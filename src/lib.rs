//! # batch-dl
//!
//! Batch downloader for Instagram and X/Twitter accounts, driving gallery-dl.
//!
//! A session takes a list of account names, shuffles them and downloads them in
//! fixed-size concurrent batches with a cooldown in between. Every gallery-dl
//! process is supervised: its output is turned into structured [`Event`]s, an
//! account that only reports already-downloaded files is cut short, and a stop
//! request terminates every live process.
//!
//! ## Quick Start
//!
//! ```no_run
//! use batch_dl::{BatchDownloader, Config, SessionRequest};
//!
//! #[tokio::main]
//! async fn main() -> Result<(), Box<dyn std::error::Error>> {
//!     let downloader = BatchDownloader::new(Config::default()).await?;
//!
//!     // Subscribe to events
//!     let mut events = downloader.subscribe();
//!     tokio::spawn(async move {
//!         while let Ok(event) = events.recv().await {
//!             println!("Event: {:?}", event);
//!         }
//!     });
//!
//!     let session = downloader
//!         .start_session(SessionRequest {
//!             usernames: "nasa, @esa".to_string(),
//!             ..Default::default()
//!         })
//!         .await?;
//!     let summary = session.await?;
//!     println!("{} files from {} accounts", summary.total_files, summary.total_accounts);
//!
//!     Ok(())
//! }
//! ```

#![warn(missing_docs)]
#![warn(clippy::all)]
#![warn(clippy::unwrap_used)]
#![warn(clippy::expect_used)]

/// REST API module
pub mod api;
/// Batch scheduling
pub mod batch;
/// gallery-dl command composition
pub mod command;
/// Configuration types
pub mod config;
/// Per-platform cookie files
pub mod cookies;
/// Database persistence layer
pub mod db;
/// Core downloader implementation (decomposed into focused submodules)
pub mod downloader;
/// Error types
pub mod error;
/// gallery-dl output interpretation
pub mod interpreter;
/// Process supervision
pub mod process;
/// gallery-dl discovery
pub mod tool;
/// Core types and events
pub mod types;

// Re-export commonly used types
pub use command::{CommandComposer, ComposeRequest, ComposeTarget, GalleryDlComposer, ToolCommand};
pub use config::{Config, Settings, SettingsUpdate};
pub use cookies::CookieStore;
pub use db::Database;
pub use downloader::BatchDownloader;
pub use error::{ApiError, DatabaseError, Error, ErrorDetail, Result, SessionError, ToHttpStatus};
pub use types::{
    AccountStatus, ArchiveListing, ContentType, CookieStatus, Event, LogKind, Platform,
    SessionRequest, SessionStats, SessionStatus, SessionSummary, SingleUrlRequest, SystemStatus,
};

/// Helper function to run the downloader with graceful signal handling.
///
/// Waits for a termination signal and then calls the downloader's `shutdown()`
/// method, which stops any running session and its gallery-dl processes.
///
/// - **Unix:** listens for SIGTERM and SIGINT, with fallbacks if signal registration fails.
/// - **Windows/other:** listens for Ctrl+C via `tokio::signal::ctrl_c()`.
///
/// # Example
///
/// ```no_run
/// use batch_dl::{BatchDownloader, Config, run_with_shutdown};
///
/// #[tokio::main]
/// async fn main() -> Result<(), Box<dyn std::error::Error>> {
///     let config = Config::default();
///     let downloader = BatchDownloader::new(config).await?;
///
///     // Run with automatic signal handling
///     run_with_shutdown(downloader).await?;
///
///     Ok(())
/// }
/// ```
pub async fn run_with_shutdown(downloader: BatchDownloader) -> Result<()> {
    wait_for_signal().await;
    downloader.shutdown().await
}

#[cfg(unix)]
async fn wait_for_signal() {
    use tokio::signal::unix::{SignalKind, signal};

    // Set up signal handlers - these may fail in restricted environments (containers, tests)
    let sigterm_result = signal(SignalKind::terminate());
    let sigint_result = signal(SignalKind::interrupt());

    match (sigterm_result, sigint_result) {
        (Ok(mut sigterm), Ok(mut sigint)) => {
            tokio::select! {
                _ = sigterm.recv() => {
                    tracing::info!("Received SIGTERM signal");
                }
                _ = sigint.recv() => {
                    tracing::info!("Received SIGINT signal (Ctrl+C)");
                }
            }
        }
        (Err(e), _) => {
            tracing::warn!(error = %e, "Could not register SIGTERM handler, waiting for SIGINT only");
            if let Ok(mut sigint) = signal(SignalKind::interrupt()) {
                sigint.recv().await;
                tracing::info!("Received SIGINT signal (Ctrl+C)");
            } else {
                tracing::error!("Could not register any signal handlers, using ctrl_c fallback");
                tokio::signal::ctrl_c().await.ok();
            }
        }
        (_, Err(e)) => {
            tracing::warn!(error = %e, "Could not register SIGINT handler, waiting for SIGTERM only");
            if let Ok(mut sigterm) = signal(SignalKind::terminate()) {
                sigterm.recv().await;
                tracing::info!("Received SIGTERM signal");
            } else {
                tracing::error!("Could not register any signal handlers, using ctrl_c fallback");
                tokio::signal::ctrl_c().await.ok();
            }
        }
    }
}

#[cfg(not(unix))]
async fn wait_for_signal() {
    match tokio::signal::ctrl_c().await {
        Ok(()) => {
            tracing::info!("Received Ctrl+C signal");
        }
        Err(e) => {
            tracing::error!(error = %e, "Failed to listen for Ctrl+C signal");
        }
    }
}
:::
**YOUR INSTRUCTIONS**:
Set down, exactly as they stand above, the lines starting with the line with "types and events" and going on through the line with "Waits for a", and no others.

**RESULT OF THIS EXERCISE**:
/// Core types and events
pub mod types;

// Re-export commonly used types
pub use command::{CommandComposer, ComposeRequest, ComposeTarget, GalleryDlComposer, ToolCommand};
pub use config::{Config, Settings, SettingsUpdate};
pub use cookies::CookieStore;
pub use db::Database;
pub use downloader::BatchDownloader;
pub use error::{ApiError, DatabaseError, Error, ErrorDetail, Result, SessionError, ToHttpStatus};
pub use types::{
    AccountStatus, ArchiveListing, ContentType, CookieStatus, Event, LogKind, Platform,
    SessionRequest, SessionStats, SessionStatus, SessionSummary, SingleUrlRequest, SystemStatus,
};

/// Helper function to run the downloader with graceful signal handling.
///
/// Waits for a termination signal and then calls the downloader's `shutdown()`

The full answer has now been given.